[Saved data entries]
//! The `MembershipStore` trait.
//!
//! The trait is implemented by storage backends (e.g. `roster-store-sqlite`).
//! The workflows in this crate and the HTTP layer depend on this
//! abstraction, not on any concrete backend.

use std::future::Future;

use chrono::NaiveDate;
use uuid::Uuid;

use crate::{
  change::Change,
  contact::ContactCategory,
  group::Group,
  invoice::{Invoice, Payment},
  person::Person,
  qualification::QualificationKind,
  record::PersonRecord,
  role::Role,
};

/// Abstraction over a Roster store backend.
///
/// Reads are individual queries; every write goes through [`apply`], which
/// persists a batch of [`Change`]s in a single transaction.
///
/// All methods return `Send` futures so the trait can be used in multi-threaded
/// async runtimes (e.g. tokio with `axum`).
///
/// [`apply`]: MembershipStore::apply
pub trait MembershipStore: Send + Sync {
  type Error: std::error::Error + Send + Sync + 'static;

  // ── Groups ────────────────────────────────────────────────────────────

  fn get_group(
    &self,
    id: Uuid,
  ) -> impl Future<Output = Result<Option<Group>, Self::Error>> + Send + '_;

  /// All groups, ordered by name.
  fn list_groups(
    &self,
  ) -> impl Future<Output = Result<Vec<Group>, Self::Error>> + Send + '_;

  // ── People ────────────────────────────────────────────────────────────

  fn get_person(
    &self,
    id: Uuid,
  ) -> impl Future<Output = Result<Option<Person>, Self::Error>> + Send + '_;

  /// Materialise the read model for one person, with roles active on
  /// `as_of`. Returns `None` if the person does not exist.
  fn person_record(
    &self,
    id: Uuid,
    as_of: NaiveDate,
  ) -> impl Future<Output = Result<Option<PersonRecord>, Self::Error>> + Send + '_;

  /// One page of the people holding a role in `group_id` that is active on
  /// `as_of`, ordered by last name, first name and id.
  fn people_in_group(
    &self,
    group_id: Uuid,
    as_of: NaiveDate,
    offset: usize,
    limit: usize,
  ) -> impl Future<Output = Result<Vec<PersonRecord>, Self::Error>> + Send + '_;

  // ── Roles ─────────────────────────────────────────────────────────────

  fn get_role(
    &self,
    id: Uuid,
  ) -> impl Future<Output = Result<Option<Role>, Self::Error>> + Send + '_;

  /// Every role of a person, ended ones included, oldest first.
  fn person_roles(
    &self,
    person_id: Uuid,
  ) -> impl Future<Output = Result<Vec<Role>, Self::Error>> + Send + '_;

  // ── Contact accounts ──────────────────────────────────────────────────

  /// Distinct labels stored for a category across all people.
  fn used_labels(
    &self,
    category: ContactCategory,
  ) -> impl Future<Output = Result<Vec<String>, Self::Error>> + Send + '_;

  /// Distinct `(category, label)` pairs used by people with an active role
  /// in `group_id`, ordered by category then label.
  fn contact_labels(
    &self,
    group_id: Uuid,
    as_of: NaiveDate,
  ) -> impl Future<Output = Result<Vec<(ContactCategory, String)>, Self::Error>>
  + Send
  + '_;

  // ── Qualifications ────────────────────────────────────────────────────

  fn get_qualification_kind(
    &self,
    id: Uuid,
  ) -> impl Future<Output = Result<Option<QualificationKind>, Self::Error>>
  + Send
  + '_;

  /// All qualification kinds, ordered by label.
  fn list_qualification_kinds(
    &self,
  ) -> impl Future<Output = Result<Vec<QualificationKind>, Self::Error>> + Send + '_;

  // ── Invoices ──────────────────────────────────────────────────────────

  fn get_invoice(
    &self,
    id: Uuid,
  ) -> impl Future<Output = Result<Option<Invoice>, Self::Error>> + Send + '_;

  /// Payments of an invoice, oldest first.
  fn invoice_payments(
    &self,
    invoice_id: Uuid,
  ) -> impl Future<Output = Result<Vec<Payment>, Self::Error>> + Send + '_;

  /// Number of invoices of a group that have been issued a sequence number.
  fn count_issued_invoices(
    &self,
    group_id: Uuid,
  ) -> impl Future<Output = Result<u64, Self::Error>> + Send + '_;

  // ── Writes ────────────────────────────────────────────────────────────

  /// Persist `changes` in order inside one transaction. Either every change
  /// is visible afterwards or none is.
  fn apply(
    &self,
    changes: Vec<Change>,
  ) -> impl Future<Output = Result<(), Self::Error>> + Send + '_;
}
//! Handlers for qualification kinds and people's qualifications.

use axum::{
  Extension, Json,
  extract::{Path, State},
  http::StatusCode,
  response::IntoResponse,
};
use roster_core::{
  ability::Ability,
  qualification::{self, NewQualification, NewQualificationKind, QualificationKind},
  store::MembershipStore,
};
use uuid::Uuid;

use crate::{
  ApiState,
  error::{ApiError, applied},
};

/// `GET /qualification_kinds`
pub async fn list_kinds<S: MembershipStore>(
  State(state): State<ApiState<S>>,
) -> Result<Json<Vec<QualificationKind>>, ApiError> {
  let kinds = state
    .store
    .list_qualification_kinds()
    .await
    .map_err(|e| ApiError::Store(Box::new(e)))?;
  Ok(Json(kinds))
}

/// `POST /qualification_kinds`, body: `{"label", "validity_years"?}`
pub async fn create_kind<S: MembershipStore>(
  State(state): State<ApiState<S>>,
  Extension(ability): Extension<Ability>,
  Json(body): Json<NewQualificationKind>,
) -> Result<impl IntoResponse, ApiError> {
  let outcome =
    qualification::create_qualification_kind(state.store.as_ref(), &ability, body)
      .await?;
  Ok((StatusCode::CREATED, Json(applied(outcome)?)))
}

/// `POST /people/{id}/qualifications`: `finish_at` is derived from the
/// kind's validity when omitted.
pub async fn add<S: MembershipStore>(
  State(state): State<ApiState<S>>,
  Extension(ability): Extension<Ability>,
  Path(person_id): Path<Uuid>,
  Json(body): Json<NewQualification>,
) -> Result<impl IntoResponse, ApiError> {
  let outcome =
    qualification::add_qualification(state.store.as_ref(), &ability, person_id, body)
      .await?;
  Ok((StatusCode::CREATED, Json(applied(outcome)?)))
}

* [What is required]:
When a line of the records has the word "POST", pick it out and copy it.

* [Solution below]:
/// `POST /qualification_kinds`, body: `{"label", "validity_years"?}`
/// `POST /people/{id}/qualifications`: `finish_at` is derived from the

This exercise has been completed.